**Directions for this task:**
Return every line of the entries that includes the word "derive".

**Material supplied:**
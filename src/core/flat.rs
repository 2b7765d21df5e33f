//! Flat letters: the 21 letter cells of a waffle in row-major order

use std::fmt;

/// Number of letter cells in a waffle
pub const FLAT_LEN: usize = 21;

/// The letter cells of a grid read row by row, left to right, skipping holes
///
/// Always exactly 21 lowercase ASCII letters.
#[derive(Debug, Clone, Copy, PartialEq, Eq, Hash)]
pub struct FlatLetters([u8; FLAT_LEN]);

/// Error type for invalid flat letter strings
#[derive(Debug, Clone, PartialEq, Eq)]
pub enum FlatLettersError {
    InvalidLength(usize),
    InvalidCharacter(char),
}

impl fmt::Display for FlatLettersError {
    fn fmt(&self, f: &mut fmt::Formatter<'_>) -> fmt::Result {
        match self {
            Self::InvalidLength(len) => {
                write!(f, "Flat letters must be exactly {FLAT_LEN} letters, got {len}")
            }
            Self::InvalidCharacter(c) => write!(f, "Flat letters contain non-letter {c:?}"),
        }
    }
}

impl std::error::Error for FlatLettersError {}

impl FlatLetters {
    /// Parse a 21-letter string, lowercasing it
    ///
    /// # Errors
    /// Returns `FlatLettersError` if the string is not 21 ASCII letters.
    ///
    /// # Examples
    /// ```
    /// use waffle_maker::core::FlatLetters;
    ///
    /// let flat = FlatLetters::new("abcdebmsfijklgnthpoqr").unwrap();
    /// assert_eq!(flat.to_string(), "abcdebmsfijklgnthpoqr");
    /// assert!(FlatLetters::new("short").is_err());
    /// ```
    pub fn new(text: &str) -> Result<Self, FlatLettersError> {
        let count = text.chars().count();
        if count != FLAT_LEN {
            return Err(FlatLettersError::InvalidLength(count));
        }
        if let Some(bad) = text.chars().find(|c| !c.is_ascii_alphabetic()) {
            return Err(FlatLettersError::InvalidCharacter(bad));
        }

        let mut letters = [0; FLAT_LEN];
        for (slot, byte) in letters.iter_mut().zip(text.bytes()) {
            *slot = byte.to_ascii_lowercase();
        }
        Ok(Self(letters))
    }

    /// Wrap letters already known to be lowercase ASCII
    pub(crate) const fn from_letters(letters: [u8; FLAT_LEN]) -> Self {
        Self(letters)
    }

    /// The letters as bytes
    #[inline]
    #[must_use]
    pub const fn as_bytes(&self) -> &[u8; FLAT_LEN] {
        &self.0
    }

    /// Letter at a flat index (0-20)
    ///
    /// # Panics
    /// Panics if index >= 21
    #[inline]
    #[must_use]
    pub const fn letter(&self, index: usize) -> u8 {
        self.0[index]
    }
}

impl fmt::Display for FlatLetters {
    fn fmt(&self, f: &mut fmt::Formatter<'_>) -> fmt::Result {
        self.0.iter().try_for_each(|&b| write!(f, "{}", char::from(b)))
    }
}

impl serde::Serialize for FlatLetters {
    fn serialize<S: serde::Serializer>(&self, serializer: S) -> Result<S::Ok, S::Error> {
        serializer.collect_str(self)
    }
}

impl<'de> serde::Deserialize<'de> for FlatLetters {
    fn deserialize<D: serde::Deserializer<'de>>(deserializer: D) -> Result<Self, D::Error> {
        let text = String::deserialize(deserializer)?;
        Self::new(&text).map_err(serde::de::Error::custom)
    }
}
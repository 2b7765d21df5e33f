//! Word lists for waffle generation
//!
//! Provides the embedded default list and loading of custom lists.

mod embedded;
pub mod loader;

pub use embedded::{WORDS, WORDS_COUNT};
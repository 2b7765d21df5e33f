//! Positional word index
//!
//! Answers "which words have letter L at position P" with a direct array
//! lookup. Built once per run and read-only afterwards, so it can be shared
//! across threads.

use crate::core::{WORD_LEN, Word};
use rustc_hash::FxHashSet;

/// Stable identifier of a word inside a [`WordIndex`]
pub type WordId = usize;

const ALPHABET_LEN: usize = 26;

/// Posting lists keyed by (position, letter)
#[derive(Debug, Clone)]
pub struct WordIndex {
    words: Vec<Word>,
    postings: [[Vec<WordId>; ALPHABET_LEN]; WORD_LEN],
}

impl WordIndex {
    /// Build the index from a word list
    ///
    /// Duplicate words are kept once, at their first occurrence. Posting lists
    /// follow the order of the input.
    ///
    /// # Examples
    /// ```
    /// use waffle_maker::core::Word;
    /// use waffle_maker::generator::WordIndex;
    ///
    /// let words = ["crane", "crate", "slate"].map(|w| Word::new(w).unwrap());
    /// let index = WordIndex::new(words);
    /// assert_eq!(index.postings(0, b'c').len(), 2);
    /// assert_eq!(index.postings(3, b't').len(), 2);
    /// ```
    #[must_use]
    pub fn new(words: impl IntoIterator<Item = Word>) -> Self {
        let mut seen = FxHashSet::default();
        let words: Vec<Word> = words
            .into_iter()
            .filter(|w| seen.insert(w.clone()))
            .collect();

        let mut postings: [[Vec<WordId>; ALPHABET_LEN]; WORD_LEN] =
            std::array::from_fn(|_| std::array::from_fn(|_| Vec::new()));

        for (id, word) in words.iter().enumerate() {
            for (position, &letter) in word.chars().iter().enumerate() {
                postings[position][usize::from(letter - b'a')].push(id);
            }
        }

        Self { words, postings }
    }

    /// Number of distinct words
    #[inline]
    #[must_use]
    pub fn len(&self) -> usize {
        self.words.len()
    }

    /// Whether the index holds no words
    #[inline]
    #[must_use]
    pub fn is_empty(&self) -> bool {
        self.words.is_empty()
    }

    /// Word for an id
    ///
    /// # Panics
    /// Panics if the id did not come from this index
    #[inline]
    #[must_use]
    pub fn word(&self, id: WordId) -> &Word {
        &self.words[id]
    }

    /// Id of a word, if indexed
    #[must_use]
    pub fn id_of(&self, word: &Word) -> Option<WordId> {
        self.postings(0, word.char_at(0))
            .iter()
            .copied()
            .find(|&id| self.words[id] == *word)
    }

    /// Ids of all words with `letter` at `position`
    ///
    /// Out-of-range positions and non-lowercase letters match nothing.
    #[must_use]
    pub fn postings(&self, position: usize, letter: u8) -> &[WordId] {
        if !letter.is_ascii_lowercase() {
            return &[];
        }
        self.postings
            .get(position)
            .map_or(&[], |by_letter| &by_letter[usize::from(letter - b'a')])
    }

    /// Words with `letter` at `position`, in posting order
    pub fn matching(&self, position: usize, letter: u8) -> impl Iterator<Item = &Word> {
        self.postings(position, letter)
            .iter()
            .map(move |&id| &self.words[id])
    }
}

#[cfg(test)]
mod tests {
    use super::*;

    fn index_of(words: &[&str]) -> WordIndex {
        WordIndex::new(words.iter().map(|w| Word::new(*w).unwrap()))
    }

    #[test]
    fn postings_by_position_and_letter() {
        let index = index_of(&["crane", "crate", "slate", "irate"]);

        let texts: Vec<&str> = index.matching(2, b'a').map(Word::text).collect();
        assert_eq!(texts, ["crane", "crate", "slate", "irate"]);

        let texts: Vec<&str> = index.matching(0, b's').map(Word::text).collect();
        assert_eq!(texts, ["slate"]);

        assert!(index.postings(4, b'z').is_empty());
    }

    #[test]
    fn every_word_listed_once_per_position() {
        let index = index_of(&["speed", "geese", "eerie"]);
        for position in 0..WORD_LEN {
            let total: usize = (b'a'..=b'z')
                .map(|letter| index.postings(position, letter).len())
                .sum();
            assert_eq!(total, index.len());
        }
    }

    #[test]
    fn duplicates_removed() {
        let index = index_of(&["crane", "slate", "CRANE"]);
        assert_eq!(index.len(), 2);
        assert_eq!(index.postings(0, b'c'), &[0]);
    }

    #[test]
    fn empty_index_answers_empty() {
        let index = WordIndex::new(Vec::new());
        assert!(index.is_empty());
        for position in 0..WORD_LEN {
            for letter in b'a'..=b'z' {
                assert!(index.postings(position, letter).is_empty());
            }
        }
    }

    #[test]
    fn out_of_range_queries_are_empty() {
        let index = index_of(&["crane"]);
        assert!(index.postings(5, b'c').is_empty());
        assert!(index.postings(0, b'C').is_empty());
        assert!(index.postings(0, b'#').is_empty());
    }

    #[test]
    fn id_lookup() {
        let index = index_of(&["crane", "slate"]);
        let slate = Word::new("slate").unwrap();
        assert_eq!(index.id_of(&slate), Some(1));
        assert_eq!(index.word(1), &slate);
        assert_eq!(index.id_of(&Word::new("zebra").unwrap()), None);
    }
}
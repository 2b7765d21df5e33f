//! JSON-lines records for solved and scrambled waffles

use crate::core::{FlatLetters, Grid, Word};
use crate::generator::Waffle;
use crate::scrambler::PuzzleInstance;
use anyhow::{Context, Result, bail};
use serde::de::DeserializeOwned;
use serde::{Deserialize, Serialize};
use std::fs::File;
use std::io::{BufRead, BufReader, BufWriter, Write};
use std::path::Path;

/// One solved waffle as stored on disk
#[derive(Debug, Clone, PartialEq, Eq, Serialize, Deserialize)]
pub struct SolvedRecord {
    pub grid: Grid,
    /// Row words top to bottom
    pub across: [String; 3],
    /// Column words left to right
    pub down: [String; 3],
    pub flat21: FlatLetters,
}

impl SolvedRecord {
    #[must_use]
    pub fn from_waffle(waffle: &Waffle) -> Self {
        Self {
            grid: waffle.grid,
            across: waffle.assignment.across().map(|w| w.text().to_owned()),
            down: waffle.assignment.down().map(|w| w.text().to_owned()),
            flat21: waffle.flat(),
        }
    }

    /// Check that the grid, the word lists and the flat letters agree
    ///
    /// # Errors
    /// Returns an error describing the first inconsistency found.
    pub fn validate(&self) -> Result<()> {
        if self.grid.flatten() != self.flat21 {
            bail!("flat21 {} does not match grid", self.flat21);
        }
        let Some(assignment) = self.grid.assignment() else {
            bail!("grid does not spell six words");
        };
        let across = assignment.across().map(Word::text);
        let down = assignment.down().map(Word::text);
        if across != self.across.each_ref().map(String::as_str)
            || down != self.down.each_ref().map(String::as_str)
        {
            bail!("across/down words do not match grid");
        }
        if !assignment.all_distinct() {
            bail!("grid reuses a word");
        }
        Ok(())
    }
}

/// One scrambled puzzle as stored on disk
#[derive(Debug, Clone, PartialEq, Eq, Serialize, Deserialize)]
pub struct ScrambledRecord {
    pub target_flat21: FlatLetters,
    pub shuffled_flat21: FlatLetters,
    /// Ascending hint positions into the flat letters
    pub fixed_indices: Vec<usize>,
    pub target_grid: Grid,
}

impl ScrambledRecord {
    #[must_use]
    pub fn from_puzzle(puzzle: &PuzzleInstance, target_grid: Grid) -> Self {
        Self {
            target_flat21: *puzzle.target(),
            shuffled_flat21: *puzzle.shuffled(),
            fixed_indices: puzzle.fixed_indices().to_vec(),
            target_grid,
        }
    }

    /// Rebuild the puzzle, checking all its invariants
    ///
    /// # Errors
    /// Returns an error if the record is internally inconsistent.
    pub fn to_puzzle(&self) -> Result<PuzzleInstance> {
        if self.target_grid.flatten() != self.target_flat21 {
            bail!("target_flat21 does not match target_grid");
        }
        let puzzle = PuzzleInstance::new(
            self.target_flat21,
            self.shuffled_flat21,
            self.fixed_indices.clone(),
        )?;
        Ok(puzzle)
    }
}

/// Either kind of record, for commands that accept both
#[derive(Debug, Clone, PartialEq, Eq, Deserialize)]
#[serde(untagged)]
pub enum AnyRecord {
    Scrambled(ScrambledRecord),
    Solved(SolvedRecord),
}

/// Streams records to a JSON-lines file
pub struct JsonlWriter<W: Write> {
    out: W,
    written: usize,
}

impl JsonlWriter<BufWriter<File>> {
    /// Create (or truncate) a JSON-lines file
    ///
    /// # Errors
    /// Returns an error if the file cannot be created.
    pub fn create<P: AsRef<Path>>(path: P) -> Result<Self> {
        let path = path.as_ref();
        let file =
            File::create(path).with_context(|| format!("Failed to create {}", path.display()))?;
        Ok(Self::new(BufWriter::new(file)))
    }
}

impl<W: Write> JsonlWriter<W> {
    #[must_use]
    pub const fn new(out: W) -> Self {
        Self { out, written: 0 }
    }

    /// Append one record as a single line
    ///
    /// # Errors
    /// Returns an error if serialization or the write fails.
    pub fn write<T: Serialize>(&mut self, record: &T) -> Result<()> {
        serde_json::to_writer(&mut self.out, record).context("Failed to write record")?;
        self.out.write_all(b"\n").context("Failed to write record")?;
        self.written += 1;
        Ok(())
    }

    /// Records written so far
    #[must_use]
    pub const fn written(&self) -> usize {
        self.written
    }

    /// Flush and hand back the underlying writer
    ///
    /// # Errors
    /// Returns an error if flushing fails.
    pub fn finish(mut self) -> Result<W> {
        self.out.flush()?;
        Ok(self.out)
    }
}

/// Read every record of a JSON-lines stream, skipping blank lines
///
/// # Errors
/// Returns an error naming the line that failed to read or parse.
pub fn read_jsonl<T: DeserializeOwned, R: BufRead>(reader: R) -> Result<Vec<T>> {
    let mut records = Vec::new();
    for (number, line) in reader.lines().enumerate() {
        let line = line.with_context(|| format!("Failed to read line {}", number + 1))?;
        if line.trim().is_empty() {
            continue;
        }
        let record = serde_json::from_str(&line)
            .with_context(|| format!("Invalid record on line {}", number + 1))?;
        records.push(record);
    }
    Ok(records)
}

/// Read every record of a JSON-lines file
///
/// # Errors
/// Returns an error if the file cannot be opened or a line is invalid.
pub fn read_jsonl_file<T: DeserializeOwned, P: AsRef<Path>>(path: P) -> Result<Vec<T>> {
    let path = path.as_ref();
    let file = File::open(path).with_context(|| format!("Failed to open {}", path.display()))?;
    read_jsonl(BufReader::new(file)).with_context(|| format!("While reading {}", path.display()))
}
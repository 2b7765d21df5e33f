//! Word slots and the intersection table that ties them together
//!
//! A waffle has six slots filled in a fixed order: row 0, column 0, row 2,
//! column 2, row 4, column 4. Each slot after the first is constrained by the
//! letters of slots chosen before it.

use super::word::Word;
use std::fmt;

/// Number of word slots in a waffle
pub const SLOT_COUNT: usize = 6;

/// One of the six word positions in a waffle, in selection order
#[derive(Debug, Clone, Copy, PartialEq, Eq, Hash)]
pub enum Slot {
    Row0,
    Col0,
    Row2,
    Col2,
    Row4,
    Col4,
}

/// A letter shared between two slots
///
/// `position` indexes into the constrained slot's word and must equal the
/// letter at `other_position` of the earlier slot `other`.
#[derive(Debug, Clone, Copy, PartialEq, Eq)]
pub struct Intersection {
    pub position: usize,
    pub other: Slot,
    pub other_position: usize,
}

const fn meet(position: usize, other: Slot, other_position: usize) -> Intersection {
    Intersection {
        position,
        other,
        other_position,
    }
}

const ROW0_CONSTRAINTS: [Intersection; 0] = [];
const COL0_CONSTRAINTS: [Intersection; 1] = [meet(0, Slot::Row0, 0)];
const ROW2_CONSTRAINTS: [Intersection; 1] = [meet(0, Slot::Col0, 2)];
const COL2_CONSTRAINTS: [Intersection; 2] = [meet(0, Slot::Row0, 2), meet(2, Slot::Row2, 2)];
const ROW4_CONSTRAINTS: [Intersection; 2] = [meet(0, Slot::Col0, 4), meet(2, Slot::Col2, 4)];
const COL4_CONSTRAINTS: [Intersection; 3] = [
    meet(0, Slot::Row0, 4),
    meet(2, Slot::Row2, 4),
    meet(4, Slot::Row4, 4),
];

impl Slot {
    /// All slots in selection order
    pub const ALL: [Self; SLOT_COUNT] = [
        Self::Row0,
        Self::Col0,
        Self::Row2,
        Self::Col2,
        Self::Row4,
        Self::Col4,
    ];

    /// Position of this slot in selection order (`w0`..`w5`)
    #[inline]
    #[must_use]
    pub const fn index(self) -> usize {
        self as usize
    }

    /// Slot for a selection-order index, if in range
    #[must_use]
    pub const fn from_index(index: usize) -> Option<Self> {
        if index < SLOT_COUNT {
            Some(Self::ALL[index])
        } else {
            None
        }
    }

    /// Whether the word is read left-to-right along a row
    #[inline]
    #[must_use]
    pub const fn is_across(self) -> bool {
        matches!(self, Self::Row0 | Self::Row2 | Self::Row4)
    }

    /// Row number for across slots, column number for down slots
    #[inline]
    #[must_use]
    pub const fn line(self) -> usize {
        match self {
            Self::Row0 | Self::Col0 => 0,
            Self::Row2 | Self::Col2 => 2,
            Self::Row4 | Self::Col4 => 4,
        }
    }

    /// Grid cell holding the `k`-th letter of this slot's word
    #[inline]
    #[must_use]
    pub const fn cell(self, k: usize) -> (usize, usize) {
        if self.is_across() {
            (self.line(), k)
        } else {
            (k, self.line())
        }
    }

    /// Intersections with earlier slots that this slot's word must satisfy
    #[must_use]
    pub const fn constraints(self) -> &'static [Intersection] {
        match self {
            Self::Row0 => &ROW0_CONSTRAINTS,
            Self::Col0 => &COL0_CONSTRAINTS,
            Self::Row2 => &ROW2_CONSTRAINTS,
            Self::Col2 => &COL2_CONSTRAINTS,
            Self::Row4 => &ROW4_CONSTRAINTS,
            Self::Col4 => &COL4_CONSTRAINTS,
        }
    }
}

impl fmt::Display for Slot {
    fn fmt(&self, f: &mut fmt::Formatter<'_>) -> fmt::Result {
        let kind = if self.is_across() { "row" } else { "col" };
        write!(f, "w{} ({kind} {})", self.index(), self.line())
    }
}

/// The six words of one solved waffle, in selection order
#[derive(Debug, Clone, PartialEq, Eq, Hash)]
pub struct SlotAssignment {
    words: [Word; SLOT_COUNT],
}

impl SlotAssignment {
    /// Wrap six words given in selection order (`w0`..`w5`)
    ///
    /// No validation is performed; see [`SlotAssignment::is_valid`].
    #[must_use]
    pub const fn new(words: [Word; SLOT_COUNT]) -> Self {
        Self { words }
    }

    /// Word chosen for a slot
    #[inline]
    #[must_use]
    pub fn word(&self, slot: Slot) -> &Word {
        &self.words[slot.index()]
    }

    /// All six words in selection order
    #[must_use]
    pub const fn words(&self) -> &[Word; SLOT_COUNT] {
        &self.words
    }

    /// Row words top to bottom (`w0`, `w2`, `w4`)
    #[must_use]
    pub fn across(&self) -> [&Word; 3] {
        [
            self.word(Slot::Row0),
            self.word(Slot::Row2),
            self.word(Slot::Row4),
        ]
    }

    /// Column words left to right (`w1`, `w3`, `w5`)
    #[must_use]
    pub fn down(&self) -> [&Word; 3] {
        [
            self.word(Slot::Col0),
            self.word(Slot::Col2),
            self.word(Slot::Col4),
        ]
    }

    /// Whether every intersection letter agrees
    #[must_use]
    pub fn satisfies_intersections(&self) -> bool {
        Slot::ALL.iter().all(|&slot| {
            let word = self.word(slot);
            slot.constraints().iter().all(|c| {
                word.char_at(c.position) == self.word(c.other).char_at(c.other_position)
            })
        })
    }

    /// Whether no word is used in more than one slot
    #[must_use]
    pub fn all_distinct(&self) -> bool {
        self.words
            .iter()
            .enumerate()
            .all(|(i, w)| self.words[i + 1..].iter().all(|other| other != w))
    }

    /// Intersections agree and all six words are distinct
    #[must_use]
    pub fn is_valid(&self) -> bool {
        self.satisfies_intersections() && self.all_distinct()
    }

    /// Order-independent key of the six words, used to spot repeated puzzles
    #[must_use]
    pub fn word_set_key(&self) -> [&str; SLOT_COUNT] {
        let mut key = self.words.each_ref().map(Word::text);
        key.sort_unstable();
        key
    }
}

#[cfg(test)]
pub(crate) mod tests {
    use super::*;

    /// Symbolic waffle whose intersections all agree
    pub(crate) fn sample_assignment() -> SlotAssignment {
        let words = ["abcde", "abfgh", "fijkl", "cmjno", "hpoqr", "esltr"]
            .map(|w| Word::new(w).unwrap());
        SlotAssignment::new(words)
    }

    #[test]
    fn slot_order_and_lines() {
        assert_eq!(Slot::ALL.map(Slot::index), [0, 1, 2, 3, 4, 5]);
        assert_eq!(Slot::ALL.map(Slot::line), [0, 0, 2, 2, 4, 4]);
        assert!(Slot::Row2.is_across());
        assert!(!Slot::Col2.is_across());
        assert_eq!(Slot::from_index(3), Some(Slot::Col2));
        assert_eq!(Slot::from_index(6), None);
    }

    #[test]
    fn slot_cells() {
        assert_eq!(Slot::Row2.cell(3), (2, 3));
        assert_eq!(Slot::Col4.cell(1), (1, 4));
    }

    #[test]
    fn constraint_counts() {
        let counts = Slot::ALL.map(|s| s.constraints().len());
        assert_eq!(counts, [0, 1, 1, 2, 2, 3]);
    }

    #[test]
    fn constraints_only_reference_earlier_slots() {
        for slot in Slot::ALL {
            for c in slot.constraints() {
                assert!(c.other.index() < slot.index(), "{slot} refers to {}", c.other);
            }
        }
    }

    #[test]
    fn constraints_point_at_shared_cells() {
        for slot in Slot::ALL {
            for c in slot.constraints() {
                assert_eq!(slot.cell(c.position), c.other.cell(c.other_position));
            }
        }
    }

    #[test]
    fn sample_is_valid() {
        let assignment = sample_assignment();
        assert!(assignment.satisfies_intersections());
        assert!(assignment.all_distinct());
        assert_eq!(assignment.across().map(Word::text), ["abcde", "fijkl", "hpoqr"]);
        assert_eq!(assignment.down().map(Word::text), ["abfgh", "cmjno", "esltr"]);
    }

    #[test]
    fn broken_intersection_detected() {
        let mut words = sample_assignment().words().clone();
        words[5] = Word::new("esltx").unwrap();
        assert!(!SlotAssignment::new(words).satisfies_intersections());
    }

    #[test]
    fn repeated_word_detected() {
        let words = ["abcde", "abcde", "ccccc", "ccccc", "eeeee", "eeeee"]
            .map(|w| Word::new(w).unwrap());
        let assignment = SlotAssignment::new(words);
        assert!(!assignment.all_distinct());
        assert!(!assignment.is_valid());
    }

    #[test]
    fn word_set_key_ignores_slot_order() {
        let a = sample_assignment();
        let mut words = a.words().clone();
        words.swap(0, 1);
        let b = SlotAssignment::new(words);
        assert_eq!(a.word_set_key(), b.word_set_key());
    }
}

**Task solution:**
#[derive(Debug, Clone, Copy, PartialEq, Eq, Hash)]
#[derive(Debug, Clone, PartialEq, Eq)]
#[derive(Debug, Clone)]
#[derive(Debug, Clone, PartialEq, Eq, Serialize, Deserialize)]
#[derive(Debug, Clone, PartialEq, Eq, Serialize, Deserialize)]
#[derive(Debug, Clone, PartialEq, Eq, Deserialize)]
#[derive(Debug, Clone, Copy, PartialEq, Eq, Hash)]
#[derive(Debug, Clone, Copy, PartialEq, Eq)]
#[derive(Debug, Clone, PartialEq, Eq, Hash)]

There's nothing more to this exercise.